O estupro de Diná, e o assassinato de seus algozes por seus irmãos, os filhos de Jacó, quando eles estavam acamados por conta das dores de sua recém-circuncisão(o corte de parte da pele do pênis) não é uma cena chocante?

Judá transa com a nora, pensando ser uma prostituta, e acaba por engravida-la, tendo neste bebê, Perez, da descendência de Cristo. Não parece porno-chanchada?

Davi engravida a mulher de seu “funcionário”, e ao descobrir isso, manda colocar-lo numa posição para morrer em batalha, mesmo quando ele demonstra ser um seguidor fiel, que daria a vida por seu Rei. Que trama terrível, digna de um seriado a la "Dallas" ou "Pássaros Feridos".

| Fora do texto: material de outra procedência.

//! The blocking catalog watch loop and its update-coalescing strategies.
//!
//! One loop shape serves all three strategies; only the dispatch decision
//! differs, and that decision lives in the synchronous [`Coalescer`] so the
//! timing laws are testable on a paused clock:
//!
//! - **Immediate**: every observed change dispatches at once.
//! - **Debounce(D)**: a change (re)arms a single timer; the latest service
//!   list dispatches once the catalog has been quiet for D.
//! - **Batch(N, T)**: the Nth change of a window dispatches immediately;
//!   otherwise a window that opened T ago dispatches whatever arrived.

use std::future::Future;
use std::str::FromStr;
use std::time::Duration;

use tokio::sync::watch;
use tokio::time::Instant;
use tracing::{debug, info, warn};

use flexds_core::{FlexdsError, FlexdsResult};

use super::client::ConsulClient;

/// Delay before retrying a failed catalog query.
const RETRY_DELAY: Duration = Duration::from_secs(1);

/// Update-dispatch strategy for the catalog watch.
#[derive(Debug, Clone, Copy, PartialEq, Eq)]
pub enum WatcherKind {
    /// Dispatch every observed change.
    Immediate,
    /// Dispatch after the catalog has been quiet for the given interval.
    Debounce(Duration),
    /// Dispatch every `max_changes` changes, or `timeout` after a window
    /// opens, whichever comes first.
    Batch {
        /// Changes that trigger an immediate dispatch.
        max_changes: usize,
        /// Maximum age of an undispatched window.
        timeout: Duration,
    },
}

impl WatcherKind {
    /// Default trailing-quiet interval for [`WatcherKind::Debounce`].
    pub const DEFAULT_DEBOUNCE: Duration = Duration::from_millis(500);
    /// Default change count for [`WatcherKind::Batch`].
    pub const DEFAULT_BATCH_SIZE: usize = 5;
    /// Default window timeout for [`WatcherKind::Batch`].
    pub const DEFAULT_BATCH_TIMEOUT: Duration = Duration::from_secs(1);
}

impl FromStr for WatcherKind {
    type Err = FlexdsError;

    fn from_str(s: &str) -> Result<Self, Self::Err> {
        match s {
            "immediate" => Ok(WatcherKind::Immediate),
            "debounce" => Ok(WatcherKind::Debounce(Self::DEFAULT_DEBOUNCE)),
            "batch" => Ok(WatcherKind::Batch {
                max_changes: Self::DEFAULT_BATCH_SIZE,
                timeout: Self::DEFAULT_BATCH_TIMEOUT,
            }),
            other => Err(FlexdsError::Configuration(format!(
                "unknown watcher strategy {other:?}: expected immediate, debounce, or batch"
            ))),
        }
    }
}

impl std::fmt::Display for WatcherKind {
    fn fmt(&self, f: &mut std::fmt::Formatter<'_>) -> std::fmt::Result {
        match self {
            WatcherKind::Immediate => f.write_str("immediate"),
            WatcherKind::Debounce(_) => f.write_str("debounce"),
            WatcherKind::Batch { .. } => f.write_str("batch"),
        }
    }
}

/// Dispatch decision state machine shared by the three strategies.
#[derive(Debug)]
pub(crate) struct Coalescer {
    kind: WatcherKind,
    pending: bool,
    changes: usize,
    latest: Vec<String>,
    deadline: Option<Instant>,
}

impl Coalescer {
    pub(crate) fn new(kind: WatcherKind) -> Self {
        Self {
            kind,
            pending: false,
            changes: 0,
            latest: Vec::new(),
            deadline: None,
        }
    }

    /// When the loop should wake to fire, if a window is open.
    pub(crate) fn deadline(&self) -> Option<Instant> {
        self.deadline
    }

    /// Record one observed catalog change. Returns a service list when the
    /// strategy wants it dispatched right now.
    pub(crate) fn observe(&mut self, services: Vec<String>) -> Option<Vec<String>> {
        match self.kind {
            WatcherKind::Immediate => Some(services),
            WatcherKind::Debounce(interval) => {
                self.latest = services;
                self.pending = true;
                self.deadline = Some(Instant::now() + interval);
                None
            }
            WatcherKind::Batch {
                max_changes,
                timeout,
            } => {
                self.latest = services;
                self.changes += 1;
                if self.changes >= max_changes {
                    debug!(changes = self.changes, "batch limit reached");
                    self.changes = 0;
                    self.deadline = None;
                    Some(std::mem::take(&mut self.latest))
                } else {
                    if self.changes == 1 {
                        self.deadline = Some(Instant::now() + timeout);
                    }
                    None
                }
            }
        }
    }

    /// The wake deadline expired. Returns the service list to dispatch, if
    /// the open window has anything in it.
    pub(crate) fn fire(&mut self) -> Option<Vec<String>> {
        self.deadline = None;
        match self.kind {
            WatcherKind::Immediate => None,
            WatcherKind::Debounce(_) => {
                if self.pending {
                    self.pending = false;
                    Some(std::mem::take(&mut self.latest))
                } else {
                    None
                }
            }
            WatcherKind::Batch { .. } => {
                if self.changes > 0 {
                    debug!(changes = self.changes, "batch window expired");
                    self.changes = 0;
                    Some(std::mem::take(&mut self.latest))
                } else {
                    None
                }
            }
        }
    }
}

/// Exclude the registry's own meta-service from the candidate list.
fn filter_services(services: Vec<String>) -> Vec<String> {
    services.into_iter().filter(|name| name != "consul").collect()
}

/// The blocking catalog watch loop.
#[derive(Debug)]
pub struct CatalogWatcher {
    client: ConsulClient,
    wait_time: Duration,
    kind: WatcherKind,
}

impl CatalogWatcher {
    /// Create a watcher over the given client.
    pub fn new(client: ConsulClient, wait_time: Duration, kind: WatcherKind) -> Self {
        Self {
            client,
            wait_time,
            kind,
        }
    }

    /// Long-poll the catalog until shutdown, invoking `handler` with the
    /// candidate service names whenever the strategy dispatches.
    ///
    /// The stored index only ever advances: a response index at or below
    /// the current one counts as "no change". Transient query errors sleep
    /// one second and retry at the same index.
    pub async fn watch<F, Fut>(
        &self,
        mut shutdown: watch::Receiver<bool>,
        mut handler: F,
    ) -> FlexdsResult<()>
    where
        F: FnMut(Vec<String>) -> Fut,
        Fut: Future<Output = FlexdsResult<()>>,
    {
        let mut last_index = 0u64;
        let mut coalescer = Coalescer::new(self.kind);

        info!(strategy = %self.kind, "starting catalog watch");

        loop {
            let deadline = coalescer.deadline();
            let wake = async move {
                match deadline {
                    Some(deadline) => tokio::time::sleep_until(deadline).await,
                    None => std::future::pending().await,
                }
            };

            tokio::select! {
                _ = shutdown.changed() => {
                    info!("stopping catalog watch");
                    return Ok(());
                }
                _ = wake => {
                    if let Some(services) = coalescer.fire() {
                        dispatch(&mut handler, services).await;
                    }
                }
                result = self.client.catalog_services(last_index, self.wait_time) => match result {
                    Ok(catalog) => {
                        if catalog.index <= last_index {
                            continue;
                        }
                        debug!(
                            last_index,
                            new_index = catalog.index,
                            "catalog change detected"
                        );
                        last_index = catalog.index;
                        if let Some(services) = coalescer.observe(filter_services(catalog.services)) {
                            dispatch(&mut handler, services).await;
                        }
                    }
                    Err(error) => {
                        warn!(%error, "catalog query failed, retrying");
                        tokio::time::sleep(RETRY_DELAY).await;
                    }
                }
            }
        }
    }
}

async fn dispatch<F, Fut>(handler: &mut F, services: Vec<String>)
where
    F: FnMut(Vec<String>) -> Fut,
    Fut: Future<Output = FlexdsResult<()>>,
{
    debug!(count = services.len(), "dispatching service update");
    if let Err(error) = handler(services).await {
        warn!(%error, "service update handler failed");
    }
}

#[cfg(test)]
mod tests {
    use super::*;
    use tokio::time::advance;

    fn names(list: &[&str]) -> Vec<String> {
        list.iter().map(ToString::to_string).collect()
    }

    #[test]
    fn strategy_parsing() {
        assert_eq!("immediate".parse::<WatcherKind>().unwrap(), WatcherKind::Immediate);
        assert_eq!(
            "debounce".parse::<WatcherKind>().unwrap(),
            WatcherKind::Debounce(WatcherKind::DEFAULT_DEBOUNCE)
        );
        assert_eq!(
            "batch".parse::<WatcherKind>().unwrap(),
            WatcherKind::Batch {
                max_changes: 5,
                timeout: Duration::from_secs(1)
            }
        );
        assert!("eager".parse::<WatcherKind>().is_err());
    }

    #[test]
    fn meta_service_filtered() {
        let filtered = filter_services(names(&["web", "consul", "api"]));
        assert_eq!(filtered, names(&["web", "api"]));
    }

    #[test]
    fn immediate_dispatches_every_change() {
        let mut coalescer = Coalescer::new(WatcherKind::Immediate);
        assert_eq!(coalescer.observe(names(&["a"])), Some(names(&["a"])));
        assert_eq!(coalescer.observe(names(&["a", "b"])), Some(names(&["a", "b"])));
        assert!(coalescer.deadline().is_none());
    }

    #[tokio::test(start_paused = true)]
    async fn debounce_coalesces_a_burst_into_one_dispatch() {
        let interval = Duration::from_millis(500);
        let mut coalescer = Coalescer::new(WatcherKind::Debounce(interval));
        let start = Instant::now();

        // Changes at t=0, t=100ms, t=200ms.
        assert!(coalescer.observe(names(&["a"])).is_none());
        advance(Duration::from_millis(100)).await;
        assert!(coalescer.observe(names(&["a", "b"])).is_none());
        advance(Duration::from_millis(100)).await;
        assert!(coalescer.observe(names(&["a", "b", "c"])).is_none());

        // The timer re-armed on every change: it fires 500ms after the last
        // one, at t=700ms, with the latest list.
        let deadline = coalescer.deadline().expect("window open");
        assert_eq!(deadline - start, Duration::from_millis(700));
        assert_eq!(coalescer.fire(), Some(names(&["a", "b", "c"])));

        // Nothing left to dispatch.
        assert!(coalescer.fire().is_none());
        assert!(coalescer.deadline().is_none());
    }

    #[tokio::test(start_paused = true)]
    async fn debounce_rearms_after_firing() {
        let mut coalescer = Coalescer::new(WatcherKind::Debounce(Duration::from_millis(500)));

        coalescer.observe(names(&["a"]));
        coalescer.fire();

        coalescer.observe(names(&["b"]));
        assert!(coalescer.deadline().is_some());
        assert_eq!(coalescer.fire(), Some(names(&["b"])));
    }

    #[tokio::test(start_paused = true)]
    async fn batch_fires_every_n_changes() {
        let mut coalescer = Coalescer::new(WatcherKind::Batch {
            max_changes: 3,
            timeout: Duration::from_secs(1),
        });

        // Seven changes with no window expiry: dispatches at the 3rd and
        // 6th, the 7th stays pending until the timeout fires.
        let mut dispatches = 0;
        for i in 0..7 {
            if coalescer.observe(names(&[&format!("svc-{i}")])).is_some() {
                dispatches += 1;
            }
        }
        assert_eq!(dispatches, 2);
        assert_eq!(coalescer.fire(), Some(names(&["svc-6"])));
        assert_eq!(dispatches + 1, 3); // ceil(7 / 3)
    }

    #[tokio::test(start_paused = true)]
    async fn batch_window_times_out() {
        let timeout = Duration::from_secs(1);
        let mut coalescer = Coalescer::new(WatcherKind::Batch {
            max_changes: 5,
            timeout,
        });
        let start = Instant::now();

        assert!(coalescer.observe(names(&["a"])).is_none());
        let deadline = coalescer.deadline().expect("window open");
        assert_eq!(deadline - start, timeout);

        advance(Duration::from_millis(300)).await;
        // A second change does not move the window deadline.
        assert!(coalescer.observe(names(&["a", "b"])).is_none());
        assert_eq!(coalescer.deadline(), Some(deadline));

        assert_eq!(coalescer.fire(), Some(names(&["a", "b"])));
    }

    #[tokio::test(start_paused = true)]
    async fn batch_immediate_dispatch_closes_window() {
        let mut coalescer = Coalescer::new(WatcherKind::Batch {
            max_changes: 2,
            timeout: Duration::from_secs(1),
        });

        assert!(coalescer.observe(names(&["a"])).is_none());
        assert!(coalescer.observe(names(&["a", "b"])).is_some());
        assert!(coalescer.deadline().is_none(), "window closed after dispatch");
        assert!(coalescer.fire().is_none());
    }
}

Ser prostituta naquela época, onde não haviam ginecologistas, higiene, um chuveiro descente, ou mesmo o senso de quantos homens elas podiam ter por dia, podia ser uma das cenas mais asquerosas (ou desejáveis na visão de alguns). E a bíblia apresenta várias, incluindo Raabe, que casa com um judeu da linhagem de Perez e, consequentemente, da de Jesus.

A descrição vista em Cantares de Salomão é de uma relação sexual voluptuosa e encharcada de desejo.

Deus nos quer adultos, maduros, gente que tem equilíbrio para lidar com estas coisas. Não nos oculta nada.

Pode acontecer de gente escolhida ter nos recantos de sua alma, coisas dessas mofando debaixo do colchão: uma vontade imperdoável de Cain em suas unhas, aquela curiosidade mórbida por contemplar destroços humanos em ferragens de um acidente, ou a necessidade de vislumbrar a nudez alheia em situações das mais bizarras.

Nos envergonhamos com a nossa inabilidade de lidar com essas coisas, esquecendo o quanto isso é visto por Aquele que vê todas as coisas, o tempo todo, pelos séculos dos séculos.

Isso tudo não é algo para os maiores de 18, 21, 30 ou meio século. Creio que nos falta conteúdo para suportar conteúdos, e Deus sabiamente, nos poupa disso. 

O que me indigna é a forma mística-infantil que tantos “ adultos” passam a encarar estas coisas, a ponto de fazer disso sua teo-filosofia de massas, e tenta nos convencer que é esta a forma cristã para lidar com essa ou aquela situação “imoral”, ocultando sua formação, titalmente pessoal, que o levou a concluir aquele comportamento.

Por que a MULTIforme Graça de Deus seria UNIforme quando a mente humana se fragmenta em diversos cacos ao se formar, e aquilo que é monstro para mim para o outro é belo. Por isso, a necessidade deste Deus que habita em cada um, o Emanuel, conosco.

Alguém que possui conteúdo adulto jamais se impressionará com os alertas de Conteúdo adulto: aprende  - as vezes a duras penas - a distinguir o que edifica ou não, e deve aprender que certas curiosidades podem ser brechas a serem corrigidas, ou mesmo ferramentas a serem usadas pelo Mestre na conclusão do projeto que Ele tem para cada um.